● WORK TASK
Go through the lines below and transcribe each one exactly.

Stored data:

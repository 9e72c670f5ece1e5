//! 三维模型解析
//!
//! 状态只在用户触发时查询，不做后台轮询。查询结果只更新本地缓存，
//! 数据库中的模型路径和状态只通过条件写入 `attach_model` 一起修改。

use crate::state_machine::{CaseModelState, ModelEvent, ModelStateMachine};
use scanahead_core::{CaseSubmission, ReconstructionStatus, Result, ScanAheadError};
use scanahead_database::CaseRecords;
use scanahead_integration::{ArchiveFetcher, ReconstructionService};
use scanahead_storage::{extract_model, StorageManager};
use serde::{Deserialize, Serialize};
use std::collections::HashMap;
use std::sync::Arc;
use tokio::sync::RwLock;
use tracing::{debug, info, warn};
use uuid::Uuid;

/// 模型解析结果
#[derive(Debug, Clone, PartialEq, Serialize, Deserialize)]
pub struct ResolvedModel {
    pub submission_id: Uuid,
    pub model_path: String,
    /// 模型已存在，未重新下载
    pub short_circuited: bool,
}

/// 模型解析器
pub struct ModelResolver {
    records: Arc<dyn CaseRecords>,
    storage: Arc<StorageManager>,
    reconstruction: Option<Arc<dyn ReconstructionService>>,
    fetcher: Arc<dyn ArchiveFetcher>,
    state_machine: ModelStateMachine,
    states: RwLock<HashMap<Uuid, CaseModelState>>,
}

impl ModelResolver {
    pub fn new(
        records: Arc<dyn CaseRecords>,
        storage: Arc<StorageManager>,
        reconstruction: Option<Arc<dyn ReconstructionService>>,
        fetcher: Arc<dyn ArchiveFetcher>,
    ) -> Self {
        Self {
            records,
            storage,
            reconstruction,
            fetcher,
            state_machine: ModelStateMachine::new(),
            states: RwLock::new(HashMap::new()),
        }
    }

    async fn load(&self, submission_id: &Uuid) -> Result<CaseSubmission> {
        self.records
            .get_submission(submission_id)
            .await?
            .ok_or_else(|| ScanAheadError::NotFound(format!("病例提交不存在: {}", submission_id)))
    }

    /// 当前已知状态，不发起查询
    pub async fn current_state(&self, submission: &CaseSubmission) -> CaseModelState {
        let recorded = CaseModelState::from_submission(submission);
        if recorded == CaseModelState::Stored {
            return recorded;
        }
        self.states
            .read()
            .await
            .get(&submission.id)
            .copied()
            .unwrap_or(recorded)
    }

    async fn remember(&self, submission_id: Uuid, state: CaseModelState) {
        self.states.write().await.insert(submission_id, state);
    }

    /// 模型入库后以记录为准，清除缓存
    async fn forget(&self, submission_id: &Uuid) {
        self.states.write().await.remove(submission_id);
    }

    #[cfg(test)]
    pub(crate) async fn cached_states(&self) -> usize {
        self.states.read().await.len()
    }

    /// 查询一次重建状态
    ///
    /// 终态与已入库的模型不再查询。
    pub async fn check_status(&self, submission_id: &Uuid) -> Result<CaseModelState> {
        let submission = self.load(submission_id).await?;
        self.refresh(&submission).await
    }

    async fn refresh(&self, submission: &CaseSubmission) -> Result<CaseModelState> {
        let current = self.current_state(submission).await;
        let job = match &submission.reconstruction_job {
            Some(job) if !current.is_terminal() => job,
            _ => return Ok(current),
        };
        let service = self
            .reconstruction
            .as_ref()
            .ok_or_else(|| ScanAheadError::StatusPoll("三维重建服务未配置".to_string()))?;

        let observed = service.poll_status(job).await?;
        let next = self.state_machine.observe(current, observed);
        if observed == ReconstructionStatus::Unknown {
            debug!("Job {} returned an unrecognised status", job);
        }
        if next != current {
            info!(
                "Submission {} model state {:?} -> {:?}",
                submission.id, current, next
            );
        }
        self.remember(submission.id, next).await;
        Ok(next)
    }

    /// 获取并保存三维模型
    ///
    /// 已有模型时直接返回（必要时补写记录），不访问下载服务。
    pub async fn resolve_model(&self, submission_id: &Uuid) -> Result<ResolvedModel> {
        let submission = self.load(submission_id).await?;

        if let Some(path) = &submission.model_path {
            self.forget(&submission.id).await;
            return Ok(ResolvedModel {
                submission_id: submission.id,
                model_path: path.clone(),
                short_circuited: true,
            });
        }

        if let Some(path) = self.storage.find_model(&submission.appointment_id).await? {
            let outcome = self
                .records
                .attach_model(&submission.id, &path, ReconstructionStatus::Succeeded)
                .await?;
            let model_path = outcome.into_path(&path);
            info!(
                "Model already stored for submission {}, record back-filled with {}",
                submission.id, model_path
            );
            self.forget(&submission.id).await;
            return Ok(ResolvedModel {
                submission_id: submission.id,
                model_path,
                short_circuited: true,
            });
        }

        let job = submission
            .reconstruction_job
            .clone()
            .ok_or_else(|| ScanAheadError::ModelNotReady("该病例没有三维重建任务".to_string()))?;
        let service = self
            .reconstruction
            .as_ref()
            .ok_or_else(|| ScanAheadError::StatusPoll("三维重建服务未配置".to_string()))?;

        let mut state = self.current_state(&submission).await;
        if state != CaseModelState::Succeeded {
            state = self.refresh(&submission).await?;
        }
        if state != CaseModelState::Succeeded {
            return Err(ScanAheadError::ModelNotReady(format!(
                "重建状态: {}",
                state.label()
            )));
        }

        let location = service.fetch_result_location(&job).await?;
        let archive = self.fetcher.fetch_archive(&location).await?;
        let model = extract_model(&archive).map_err(|e| {
            warn!("No usable model in archive for job {}: {}", job, e);
            e
        })?;
        debug!("Using {} from archive of job {}", model.entry_name, job);

        let path = self
            .storage
            .upload_model(&submission.appointment_id, model.bytes)
            .await?;
        let outcome = self
            .records
            .attach_model(&submission.id, &path, ReconstructionStatus::Succeeded)
            .await?;
        let model_path = outcome.into_path(&path);

        let stored = self.state_machine.transition(&state, &ModelEvent::ModelStored)?;
        debug!("Submission {} model state {:?} -> {:?}", submission.id, state, stored);
        self.forget(&submission.id).await;
        info!("Model for submission {} stored at {}", submission.id, model_path);

        Ok(ResolvedModel {
            submission_id: submission.id,
            model_path,
            short_circuited: false,
        })
    }
}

● ANSWER
repository 9e72c670f5ece1e5
//! 三维模型解析
//!
//! 状态只在用户触发时查询，不做后台轮询。查询结果只更新本地缓存，
//! 数据库中的模型路径和状态只通过条件写入 `attach_model` 一起修改。

use crate::state_machine::{CaseModelState, ModelEvent, ModelStateMachine};
use scanahead_core::{CaseSubmission, ReconstructionStatus, Result, ScanAheadError};
use scanahead_database::CaseRecords;
use scanahead_integration::{ArchiveFetcher, ReconstructionService};
use scanahead_storage::{extract_model, StorageManager};
use serde::{Deserialize, Serialize};
use std::collections::HashMap;
use std::sync::Arc;
use tokio::sync::RwLock;
use tracing::{debug, info, warn};
use uuid::Uuid;

/// 模型解析结果
#[derive(Debug, Clone, PartialEq, Serialize, Deserialize)]
pub struct ResolvedModel {
    pub submission_id: Uuid,
    pub model_path: String,
    /// 模型已存在，未重新下载
    pub short_circuited: bool,
}

/// 模型解析器
pub struct ModelResolver {
    records: Arc<dyn CaseRecords>,
    storage: Arc<StorageManager>,
    reconstruction: Option<Arc<dyn ReconstructionService>>,
    fetcher: Arc<dyn ArchiveFetcher>,
    state_machine: ModelStateMachine,
    states: RwLock<HashMap<Uuid, CaseModelState>>,
}

impl ModelResolver {
    pub fn new(
        records: Arc<dyn CaseRecords>,
        storage: Arc<StorageManager>,
        reconstruction: Option<Arc<dyn ReconstructionService>>,
        fetcher: Arc<dyn ArchiveFetcher>,
    ) -> Self {
        Self {
            records,
            storage,
            reconstruction,
            fetcher,
            state_machine: ModelStateMachine::new(),
            states: RwLock::new(HashMap::new()),
        }
    }

    async fn load(&self, submission_id: &Uuid) -> Result<CaseSubmission> {
        self.records
            .get_submission(submission_id)
            .await?
            .ok_or_else(|| ScanAheadError::NotFound(format!("病例提交不存在: {}", submission_id)))
    }

    /// 当前已知状态，不发起查询
    pub async fn current_state(&self, submission: &CaseSubmission) -> CaseModelState {
        let recorded = CaseModelState::from_submission(submission);
        if recorded == CaseModelState::Stored {
            return recorded;
        }
        self.states
            .read()
            .await
            .get(&submission.id)
            .copied()
            .unwrap_or(recorded)
    }

    async fn remember(&self, submission_id: Uuid, state: CaseModelState) {
        self.states.write().await.insert(submission_id, state);
    }

    /// 模型入库后以记录为准，清除缓存
    async fn forget(&self, submission_id: &Uuid) {
        self.states.write().await.remove(submission_id);
    }

    #[cfg(test)]
    pub(crate) async fn cached_states(&self) -> usize {
        self.states.read().await.len()
    }

    /// 查询一次重建状态
    ///
    /// 终态与已入库的模型不再查询。
    pub async fn check_status(&self, submission_id: &Uuid) -> Result<CaseModelState> {
        let submission = self.load(submission_id).await?;
        self.refresh(&submission).await
    }

    async fn refresh(&self, submission: &CaseSubmission) -> Result<CaseModelState> {
        let current = self.current_state(submission).await;
        let job = match &submission.reconstruction_job {
            Some(job) if !current.is_terminal() => job,
            _ => return Ok(current),
        };
        let service = self
            .reconstruction
            .as_ref()
            .ok_or_else(|| ScanAheadError::StatusPoll("三维重建服务未配置".to_string()))?;

        let observed = service.poll_status(job).await?;
        let next = self.state_machine.observe(current, observed);
        if observed == ReconstructionStatus::Unknown {
            debug!("Job {} returned an unrecognised status", job);
        }
        if next != current {
            info!(
                "Submission {} model state {:?} -> {:?}",
                submission.id, current, next
            );
        }
        self.remember(submission.id, next).await;
        Ok(next)
    }

    /// 获取并保存三维模型
    ///
    /// 已有模型时直接返回（必要时补写记录），不访问下载服务。
    pub async fn resolve_model(&self, submission_id: &Uuid) -> Result<ResolvedModel> {
        let submission = self.load(submission_id).await?;

        if let Some(path) = &submission.model_path {
            self.forget(&submission.id).await;
            return Ok(ResolvedModel {
                submission_id: submission.id,
                model_path: path.clone(),
                short_circuited: true,
            });
        }

        if let Some(path) = self.storage.find_model(&submission.appointment_id).await? {
            let outcome = self
                .records
                .attach_model(&submission.id, &path, ReconstructionStatus::Succeeded)
                .await?;
            let model_path = outcome.into_path(&path);
            info!(
                "Model already stored for submission {}, record back-filled with {}",
                submission.id, model_path
            );
            self.forget(&submission.id).await;
            return Ok(ResolvedModel {
                submission_id: submission.id,
                model_path,
                short_circuited: true,
            });
        }

        let job = submission
            .reconstruction_job
            .clone()
            .ok_or_else(|| ScanAheadError::ModelNotReady("该病例没有三维重建任务".to_string()))?;
        let service = self
            .reconstruction
            .as_ref()
            .ok_or_else(|| ScanAheadError::StatusPoll("三维重建服务未配置".to_string()))?;

        let mut state = self.current_state(&submission).await;
        if state != CaseModelState::Succeeded {
            state = self.refresh(&submission).await?;
        }
        if state != CaseModelState::Succeeded {
            return Err(ScanAheadError::ModelNotReady(format!(
                "重建状态: {}",
                state.label()
            )));
        }

        let location = service.fetch_result_location(&job).await?;
        let archive = self.fetcher.fetch_archive(&location).await?;
        let model = extract_model(&archive).map_err(|e| {
            warn!("No usable model in archive for job {}: {}", job, e);
            e
        })?;
        debug!("Using {} from archive of job {}", model.entry_name, job);

        let path = self
            .storage
            .upload_model(&submission.appointment_id, model.bytes)
            .await?;
        let outcome = self
            .records
            .attach_model(&submission.id, &path, ReconstructionStatus::Succeeded)
            .await?;
        let model_path = outcome.into_path(&path);

        let stored = self.state_machine.transition(&state, &ModelEvent::ModelStored)?;
        debug!("Submission {} model state {:?} -> {:?}", submission.id, state, stored);
        self.forget(&submission.id).await;
        info!("Model for submission {} stored at {}", submission.id, model_path);

        Ok(ResolvedModel {
            submission_id: submission.id,
            model_path,
            short_circuited: false,
        })
    }
}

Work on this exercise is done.